### Information provided

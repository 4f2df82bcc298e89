//! `GET/POST/PATCH/DELETE /api/backlog` (SPEC_FULL.md §3, §4.7).

use axum::extract::{Path, State};
use axum::routing::get;
use axum::{Json, Router};
use serde::Deserialize;

use session_manager_core::persistence::models::BacklogItem;

use crate::http::ApiError;
use crate::state::AppState;

#[derive(Debug, Deserialize)]
pub struct CreateBacklogItemRequest {
    #[serde(rename = "type")]
    pub item_type: String,
    pub title: String,
    #[serde(default)]
    pub description: Option<String>,
    #[serde(default = "default_priority")]
    pub priority: String,
}

fn default_priority() -> String {
    "medium".to_string()
}

#[derive(Debug, Deserialize)]
pub struct UpdateBacklogItemRequest {
    #[serde(default)]
    pub status: Option<String>,
    #[serde(default)]
    pub priority: Option<String>,
}

pub fn router() -> Router<AppState> {
    Router::new()
        .route("/", get(list_backlog).post(create_backlog_item))
        .route("/:id", axum::routing::patch(update_backlog_item).delete(delete_backlog_item))
}

async fn list_backlog(State(state): State<AppState>) -> Json<Vec<BacklogItem>> {
    Json(state.persistence.list_backlog())
}

async fn create_backlog_item(
    State(state): State<AppState>,
    Json(req): Json<CreateBacklogItemRequest>,
) -> Result<Json<BacklogItem>, ApiError> {
    let now = now_iso();
    let item = BacklogItem {
        id: uuid::Uuid::new_v4().to_string(),
        item_type: req.item_type,
        title: req.title,
        description: req.description,
        priority: req.priority,
        status: "open".to_string(),
        created_at: now.clone(),
        updated_at: now,
    };
    Ok(Json(state.persistence.create_backlog_item(item)?))
}

async fn update_backlog_item(
    State(state): State<AppState>,
    Path(id): Path<String>,
    Json(req): Json<UpdateBacklogItemRequest>,
) -> Result<Json<BacklogItem>, ApiError> {
    let item = state.persistence.update_backlog_item(&id, req.status, req.priority, now_iso())?;
    Ok(Json(item))
}

async fn delete_backlog_item(State(state): State<AppState>, Path(id): Path<String>) -> Result<Json<serde_json::Value>, ApiError> {
    state.persistence.delete_backlog_item(&id)?;
    Ok(Json(serde_json::json!({ "deleted": id })))
}

fn now_iso() -> String {
    chrono::Utc::now().to_rfc3339()
}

### Work to be completed
The records above need to be retyped in full, exactly as given.

### Exercise answer
repository 4f2df82bcc298e89
//! `GET/POST/PATCH/DELETE /api/backlog` (SPEC_FULL.md §3, §4.7).

use axum::extract::{Path, State};
use axum::routing::get;
use axum::{Json, Router};
use serde::Deserialize;

use session_manager_core::persistence::models::BacklogItem;

use crate::http::ApiError;
use crate::state::AppState;

#[derive(Debug, Deserialize)]
pub struct CreateBacklogItemRequest {
    #[serde(rename = "type")]
    pub item_type: String,
    pub title: String,
    #[serde(default)]
    pub description: Option<String>,
    #[serde(default = "default_priority")]
    pub priority: String,
}

fn default_priority() -> String {
    "medium".to_string()
}

#[derive(Debug, Deserialize)]
pub struct UpdateBacklogItemRequest {
    #[serde(default)]
    pub status: Option<String>,
    #[serde(default)]
    pub priority: Option<String>,
}

pub fn router() -> Router<AppState> {
    Router::new()
        .route("/", get(list_backlog).post(create_backlog_item))
        .route("/:id", axum::routing::patch(update_backlog_item).delete(delete_backlog_item))
}

async fn list_backlog(State(state): State<AppState>) -> Json<Vec<BacklogItem>> {
    Json(state.persistence.list_backlog())
}

async fn create_backlog_item(
    State(state): State<AppState>,
    Json(req): Json<CreateBacklogItemRequest>,
) -> Result<Json<BacklogItem>, ApiError> {
    let now = now_iso();
    let item = BacklogItem {
        id: uuid::Uuid::new_v4().to_string(),
        item_type: req.item_type,
        title: req.title,
        description: req.description,
        priority: req.priority,
        status: "open".to_string(),
        created_at: now.clone(),
        updated_at: now,
    };
    Ok(Json(state.persistence.create_backlog_item(item)?))
}

async fn update_backlog_item(
    State(state): State<AppState>,
    Path(id): Path<String>,
    Json(req): Json<UpdateBacklogItemRequest>,
) -> Result<Json<BacklogItem>, ApiError> {
    let item = state.persistence.update_backlog_item(&id, req.status, req.priority, now_iso())?;
    Ok(Json(item))
}

async fn delete_backlog_item(State(state): State<AppState>, Path(id): Path<String>) -> Result<Json<serde_json::Value>, ApiError> {
    state.persistence.delete_backlog_item(&id)?;
    Ok(Json(serde_json::json!({ "deleted": id })))
}

fn now_iso() -> String {
    chrono::Utc::now().to_rfc3339()
}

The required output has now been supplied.